## TASK OBJECTIVE
Among the records, which lines hold the word "AwaitingFirstMove"? Pick them out.

***** DATA FOR PROCESSING *****

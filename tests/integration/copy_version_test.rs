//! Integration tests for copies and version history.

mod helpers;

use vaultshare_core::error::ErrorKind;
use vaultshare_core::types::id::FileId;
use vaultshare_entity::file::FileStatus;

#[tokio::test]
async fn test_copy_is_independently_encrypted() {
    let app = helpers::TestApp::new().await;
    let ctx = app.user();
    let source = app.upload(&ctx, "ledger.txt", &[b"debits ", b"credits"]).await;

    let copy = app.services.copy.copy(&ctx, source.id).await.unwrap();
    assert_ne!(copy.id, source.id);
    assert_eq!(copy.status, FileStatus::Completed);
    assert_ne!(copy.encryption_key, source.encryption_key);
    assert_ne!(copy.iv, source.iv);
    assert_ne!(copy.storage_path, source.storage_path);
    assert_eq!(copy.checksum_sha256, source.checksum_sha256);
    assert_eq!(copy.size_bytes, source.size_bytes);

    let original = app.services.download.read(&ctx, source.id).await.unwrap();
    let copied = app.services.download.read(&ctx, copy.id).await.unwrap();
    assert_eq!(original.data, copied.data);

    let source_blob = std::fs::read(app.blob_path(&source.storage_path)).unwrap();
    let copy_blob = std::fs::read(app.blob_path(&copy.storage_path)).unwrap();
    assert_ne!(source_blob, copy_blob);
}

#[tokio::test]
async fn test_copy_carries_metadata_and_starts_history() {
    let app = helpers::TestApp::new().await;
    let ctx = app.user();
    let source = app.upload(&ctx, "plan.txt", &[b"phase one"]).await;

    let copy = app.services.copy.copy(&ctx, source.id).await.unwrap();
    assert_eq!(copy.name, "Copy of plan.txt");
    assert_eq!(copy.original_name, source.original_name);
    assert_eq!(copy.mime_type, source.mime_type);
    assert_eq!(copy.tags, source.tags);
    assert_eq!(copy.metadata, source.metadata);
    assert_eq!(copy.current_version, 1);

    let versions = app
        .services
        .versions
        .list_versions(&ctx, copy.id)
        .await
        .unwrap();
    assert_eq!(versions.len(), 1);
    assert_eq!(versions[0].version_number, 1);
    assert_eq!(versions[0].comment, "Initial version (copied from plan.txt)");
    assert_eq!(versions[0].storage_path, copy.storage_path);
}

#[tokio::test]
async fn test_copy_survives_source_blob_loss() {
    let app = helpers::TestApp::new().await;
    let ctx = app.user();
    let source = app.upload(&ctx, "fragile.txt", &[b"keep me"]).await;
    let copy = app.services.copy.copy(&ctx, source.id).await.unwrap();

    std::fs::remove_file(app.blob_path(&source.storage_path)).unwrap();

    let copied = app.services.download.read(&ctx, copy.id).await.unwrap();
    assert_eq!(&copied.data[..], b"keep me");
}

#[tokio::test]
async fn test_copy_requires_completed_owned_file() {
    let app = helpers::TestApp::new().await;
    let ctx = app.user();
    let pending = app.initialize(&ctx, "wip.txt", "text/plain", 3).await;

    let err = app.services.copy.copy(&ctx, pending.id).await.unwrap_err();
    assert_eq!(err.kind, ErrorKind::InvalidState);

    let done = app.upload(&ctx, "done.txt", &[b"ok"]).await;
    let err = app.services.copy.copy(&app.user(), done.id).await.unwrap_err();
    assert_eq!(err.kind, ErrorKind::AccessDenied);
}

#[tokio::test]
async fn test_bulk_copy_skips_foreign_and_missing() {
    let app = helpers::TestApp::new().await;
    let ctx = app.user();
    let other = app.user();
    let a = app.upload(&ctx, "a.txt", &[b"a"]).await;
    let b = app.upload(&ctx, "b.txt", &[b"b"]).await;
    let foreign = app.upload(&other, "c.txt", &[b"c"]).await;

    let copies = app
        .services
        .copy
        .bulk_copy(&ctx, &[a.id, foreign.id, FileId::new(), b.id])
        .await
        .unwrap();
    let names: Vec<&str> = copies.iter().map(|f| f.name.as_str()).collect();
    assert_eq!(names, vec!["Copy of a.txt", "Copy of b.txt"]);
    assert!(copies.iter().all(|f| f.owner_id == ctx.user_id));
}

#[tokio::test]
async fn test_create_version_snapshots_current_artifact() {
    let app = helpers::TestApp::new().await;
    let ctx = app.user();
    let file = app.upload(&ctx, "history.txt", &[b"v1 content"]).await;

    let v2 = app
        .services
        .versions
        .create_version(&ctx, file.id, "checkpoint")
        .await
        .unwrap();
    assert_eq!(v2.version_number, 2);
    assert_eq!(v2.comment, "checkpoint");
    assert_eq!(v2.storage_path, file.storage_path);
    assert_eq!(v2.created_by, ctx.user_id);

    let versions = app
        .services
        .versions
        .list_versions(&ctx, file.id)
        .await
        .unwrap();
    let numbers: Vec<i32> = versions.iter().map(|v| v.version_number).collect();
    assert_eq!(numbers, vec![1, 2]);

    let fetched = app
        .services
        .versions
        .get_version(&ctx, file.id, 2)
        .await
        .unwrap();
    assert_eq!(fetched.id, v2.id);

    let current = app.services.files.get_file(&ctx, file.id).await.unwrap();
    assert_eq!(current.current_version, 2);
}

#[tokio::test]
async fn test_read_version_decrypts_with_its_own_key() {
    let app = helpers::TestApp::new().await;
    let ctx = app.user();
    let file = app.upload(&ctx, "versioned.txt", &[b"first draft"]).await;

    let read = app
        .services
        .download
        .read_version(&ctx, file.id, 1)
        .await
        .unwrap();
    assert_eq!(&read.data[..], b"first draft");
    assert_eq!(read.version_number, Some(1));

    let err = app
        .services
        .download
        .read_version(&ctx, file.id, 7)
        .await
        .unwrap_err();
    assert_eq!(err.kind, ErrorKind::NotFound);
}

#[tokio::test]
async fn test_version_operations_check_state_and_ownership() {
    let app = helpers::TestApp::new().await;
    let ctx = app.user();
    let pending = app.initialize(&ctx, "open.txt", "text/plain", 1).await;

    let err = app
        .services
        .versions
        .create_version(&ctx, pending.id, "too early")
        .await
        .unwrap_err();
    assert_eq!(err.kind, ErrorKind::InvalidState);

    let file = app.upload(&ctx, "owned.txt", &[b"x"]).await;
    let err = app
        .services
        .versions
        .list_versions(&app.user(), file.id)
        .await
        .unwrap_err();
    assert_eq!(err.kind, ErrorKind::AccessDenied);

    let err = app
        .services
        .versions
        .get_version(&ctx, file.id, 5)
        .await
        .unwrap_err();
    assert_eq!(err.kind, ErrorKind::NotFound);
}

*****
***** DATA FOR PROCESSING *****

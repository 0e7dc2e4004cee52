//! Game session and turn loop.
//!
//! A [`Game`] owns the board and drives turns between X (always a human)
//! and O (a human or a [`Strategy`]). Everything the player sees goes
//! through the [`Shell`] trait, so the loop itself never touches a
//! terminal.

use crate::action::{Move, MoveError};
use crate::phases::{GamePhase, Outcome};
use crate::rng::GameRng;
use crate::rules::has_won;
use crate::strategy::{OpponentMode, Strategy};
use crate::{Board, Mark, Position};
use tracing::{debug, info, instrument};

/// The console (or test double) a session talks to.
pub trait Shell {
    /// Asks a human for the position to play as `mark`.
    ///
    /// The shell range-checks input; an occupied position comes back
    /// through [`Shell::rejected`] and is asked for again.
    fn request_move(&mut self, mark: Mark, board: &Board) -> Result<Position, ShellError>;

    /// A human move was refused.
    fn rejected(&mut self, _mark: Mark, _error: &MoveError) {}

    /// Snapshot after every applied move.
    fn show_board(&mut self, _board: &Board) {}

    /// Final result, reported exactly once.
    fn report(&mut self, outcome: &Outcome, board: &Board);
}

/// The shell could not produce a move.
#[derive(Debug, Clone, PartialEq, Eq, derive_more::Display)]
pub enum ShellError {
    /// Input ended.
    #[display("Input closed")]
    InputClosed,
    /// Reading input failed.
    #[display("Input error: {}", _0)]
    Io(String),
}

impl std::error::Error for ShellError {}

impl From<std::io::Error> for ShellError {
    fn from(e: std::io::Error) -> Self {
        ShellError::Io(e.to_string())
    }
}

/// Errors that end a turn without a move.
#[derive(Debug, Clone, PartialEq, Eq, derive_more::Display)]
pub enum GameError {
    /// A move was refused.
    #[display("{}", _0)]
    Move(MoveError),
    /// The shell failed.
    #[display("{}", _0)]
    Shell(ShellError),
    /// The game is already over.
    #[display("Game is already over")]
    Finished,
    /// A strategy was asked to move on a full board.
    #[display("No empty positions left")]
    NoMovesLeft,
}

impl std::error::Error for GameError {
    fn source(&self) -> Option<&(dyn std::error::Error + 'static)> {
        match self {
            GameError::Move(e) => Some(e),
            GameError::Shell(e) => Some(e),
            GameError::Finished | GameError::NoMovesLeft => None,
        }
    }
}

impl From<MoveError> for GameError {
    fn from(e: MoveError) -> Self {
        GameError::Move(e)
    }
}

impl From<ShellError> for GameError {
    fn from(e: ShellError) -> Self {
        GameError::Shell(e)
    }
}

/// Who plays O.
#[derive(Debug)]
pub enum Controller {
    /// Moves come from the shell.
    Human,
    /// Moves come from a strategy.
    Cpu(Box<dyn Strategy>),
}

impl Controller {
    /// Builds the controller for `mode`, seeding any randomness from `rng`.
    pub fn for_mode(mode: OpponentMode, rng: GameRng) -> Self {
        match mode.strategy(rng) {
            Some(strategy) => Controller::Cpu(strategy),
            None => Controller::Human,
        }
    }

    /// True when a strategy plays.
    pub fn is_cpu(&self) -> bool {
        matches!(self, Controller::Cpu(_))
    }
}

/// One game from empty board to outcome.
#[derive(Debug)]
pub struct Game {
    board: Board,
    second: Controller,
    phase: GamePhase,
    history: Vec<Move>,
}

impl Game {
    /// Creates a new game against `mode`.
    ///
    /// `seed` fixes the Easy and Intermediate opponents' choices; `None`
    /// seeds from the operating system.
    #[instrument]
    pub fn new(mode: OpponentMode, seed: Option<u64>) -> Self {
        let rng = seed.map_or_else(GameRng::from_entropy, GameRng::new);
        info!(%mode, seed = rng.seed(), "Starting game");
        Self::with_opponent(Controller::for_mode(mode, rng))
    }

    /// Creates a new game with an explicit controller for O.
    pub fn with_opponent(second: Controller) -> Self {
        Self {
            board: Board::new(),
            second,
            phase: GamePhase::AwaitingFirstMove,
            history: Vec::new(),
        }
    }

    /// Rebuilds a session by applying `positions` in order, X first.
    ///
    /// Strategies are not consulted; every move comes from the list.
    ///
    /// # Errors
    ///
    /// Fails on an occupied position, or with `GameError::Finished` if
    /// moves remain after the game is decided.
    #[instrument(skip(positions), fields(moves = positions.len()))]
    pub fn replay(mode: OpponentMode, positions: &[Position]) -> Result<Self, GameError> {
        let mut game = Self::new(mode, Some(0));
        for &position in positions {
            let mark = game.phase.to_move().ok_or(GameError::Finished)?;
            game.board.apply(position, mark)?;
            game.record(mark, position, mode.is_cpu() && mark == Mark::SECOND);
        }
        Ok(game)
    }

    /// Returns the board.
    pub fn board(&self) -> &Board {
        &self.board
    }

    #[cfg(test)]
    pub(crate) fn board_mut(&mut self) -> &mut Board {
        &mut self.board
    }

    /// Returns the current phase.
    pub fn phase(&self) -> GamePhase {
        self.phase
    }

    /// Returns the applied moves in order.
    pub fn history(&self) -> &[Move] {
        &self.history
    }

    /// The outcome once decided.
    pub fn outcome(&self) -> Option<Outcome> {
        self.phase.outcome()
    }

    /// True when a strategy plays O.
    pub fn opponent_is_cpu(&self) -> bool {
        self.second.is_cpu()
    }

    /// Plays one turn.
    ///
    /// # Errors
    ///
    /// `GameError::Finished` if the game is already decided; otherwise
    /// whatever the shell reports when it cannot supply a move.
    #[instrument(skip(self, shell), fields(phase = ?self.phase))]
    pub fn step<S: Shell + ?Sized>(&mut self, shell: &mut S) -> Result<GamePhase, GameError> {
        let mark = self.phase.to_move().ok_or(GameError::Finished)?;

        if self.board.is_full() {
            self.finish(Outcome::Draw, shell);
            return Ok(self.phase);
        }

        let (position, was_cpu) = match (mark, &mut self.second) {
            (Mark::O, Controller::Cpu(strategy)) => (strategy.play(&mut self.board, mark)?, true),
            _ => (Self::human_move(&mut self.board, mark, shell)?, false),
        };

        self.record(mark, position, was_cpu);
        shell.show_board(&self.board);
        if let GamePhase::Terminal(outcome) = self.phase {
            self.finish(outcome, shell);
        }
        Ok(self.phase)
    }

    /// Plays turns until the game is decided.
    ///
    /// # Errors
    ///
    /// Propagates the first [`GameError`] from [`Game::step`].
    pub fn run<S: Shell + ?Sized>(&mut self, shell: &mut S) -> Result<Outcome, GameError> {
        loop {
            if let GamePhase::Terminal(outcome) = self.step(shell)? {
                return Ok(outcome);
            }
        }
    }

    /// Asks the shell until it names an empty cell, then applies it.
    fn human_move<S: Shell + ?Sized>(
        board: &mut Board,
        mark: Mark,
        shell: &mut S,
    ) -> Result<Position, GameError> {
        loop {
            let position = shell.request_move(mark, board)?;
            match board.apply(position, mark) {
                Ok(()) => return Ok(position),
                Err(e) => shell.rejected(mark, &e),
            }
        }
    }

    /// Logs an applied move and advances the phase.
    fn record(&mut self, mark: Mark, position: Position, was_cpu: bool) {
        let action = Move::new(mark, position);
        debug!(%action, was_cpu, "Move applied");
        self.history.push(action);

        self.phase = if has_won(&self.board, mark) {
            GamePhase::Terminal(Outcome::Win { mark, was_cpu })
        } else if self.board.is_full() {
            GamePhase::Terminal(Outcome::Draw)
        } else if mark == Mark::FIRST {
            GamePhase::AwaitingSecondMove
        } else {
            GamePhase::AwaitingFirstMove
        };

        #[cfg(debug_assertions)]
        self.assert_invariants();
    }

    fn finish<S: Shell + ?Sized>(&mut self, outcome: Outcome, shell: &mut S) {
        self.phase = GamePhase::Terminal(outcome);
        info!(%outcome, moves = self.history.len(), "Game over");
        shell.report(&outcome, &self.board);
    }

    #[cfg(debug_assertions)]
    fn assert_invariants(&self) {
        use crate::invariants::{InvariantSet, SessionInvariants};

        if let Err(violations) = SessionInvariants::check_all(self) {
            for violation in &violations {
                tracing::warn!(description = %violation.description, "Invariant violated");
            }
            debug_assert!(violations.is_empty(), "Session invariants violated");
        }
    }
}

*****

## ANSWER TO THE PROBLEM
            phase: GamePhase::AwaitingFirstMove,
            GamePhase::AwaitingFirstMove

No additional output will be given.